** Data records **
+ + + + +
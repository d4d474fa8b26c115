// SPDX-License-Identifier: MIT OR Apache-2.0
// Copyright (c) 2025 dagflow contributors

//! Progress indicators
//!
//! Provides progress indicators for long-running operations.

use indicatif::{ProgressBar, ProgressStyle};
use std::time::Duration;

use crate::tracker::{NodeStatus, Run};

/// Create a spinner for indeterminate progress
pub fn create_spinner(message: &str) -> ProgressBar {
    let pb = ProgressBar::new_spinner();
    if let Ok(style) = ProgressStyle::default_spinner()
        .tick_chars("⠋⠙⠹⠸⠼⠴⠦⠧⠇⠏")
        .template("{spinner:.blue} {msg}")
    {
        pb.set_style(style);
    }
    pb.set_message(message.to_string());
    pb.enable_steady_tick(Duration::from_millis(80));
    pb
}

/// Create a progress bar counting finished nodes of a run
pub fn create_progress_bar(total: u64, message: &str) -> ProgressBar {
    let pb = ProgressBar::new(total);
    if let Ok(style) = ProgressStyle::default_bar().template("{msg} [{bar:40.cyan/blue}] {pos}/{len} ({elapsed})") {
        pb.set_style(style.progress_chars("█▓░"));
    }
    pb.set_message(message.to_string());
    pb
}

/// Short progress message for a run snapshot
pub fn run_progress_message(run: &Run) -> String {
    let running: Vec<&str> = run
        .nodes
        .iter()
        .filter(|(_, n)| n.status == NodeStatus::Running)
        .map(|(id, _)| id.as_str())
        .collect();
    if running.is_empty() {
        run.run_name.clone()
    } else {
        format!("{}: {}", run.run_name, running.join(", "))
    }
}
+ + + + +
** Exercise description **
All of the material should be given again, character for character.

** Solution to this problem **
repository d4d474fa8b26c115
// SPDX-License-Identifier: MIT OR Apache-2.0
// Copyright (c) 2025 dagflow contributors

//! Progress indicators
//!
//! Provides progress indicators for long-running operations.

use indicatif::{ProgressBar, ProgressStyle};
use std::time::Duration;

use crate::tracker::{NodeStatus, Run};

/// Create a spinner for indeterminate progress
pub fn create_spinner(message: &str) -> ProgressBar {
    let pb = ProgressBar::new_spinner();
    if let Ok(style) = ProgressStyle::default_spinner()
        .tick_chars("⠋⠙⠹⠸⠼⠴⠦⠧⠇⠏")
        .template("{spinner:.blue} {msg}")
    {
        pb.set_style(style);
    }
    pb.set_message(message.to_string());
    pb.enable_steady_tick(Duration::from_millis(80));
    pb
}

/// Create a progress bar counting finished nodes of a run
pub fn create_progress_bar(total: u64, message: &str) -> ProgressBar {
    let pb = ProgressBar::new(total);
    if let Ok(style) = ProgressStyle::default_bar().template("{msg} [{bar:40.cyan/blue}] {pos}/{len} ({elapsed})") {
        pb.set_style(style.progress_chars("█▓░"));
    }
    pb.set_message(message.to_string());
    pb
}

/// Short progress message for a run snapshot
pub fn run_progress_message(run: &Run) -> String {
    let running: Vec<&str> = run
        .nodes
        .iter()
        .filter(|(_, n)| n.status == NodeStatus::Running)
        .map(|(id, _)| id.as_str())
        .collect();
    if running.is_empty() {
        run.run_name.clone()
    } else {
        format!("{}: {}", run.run_name, running.join(", "))
    }
}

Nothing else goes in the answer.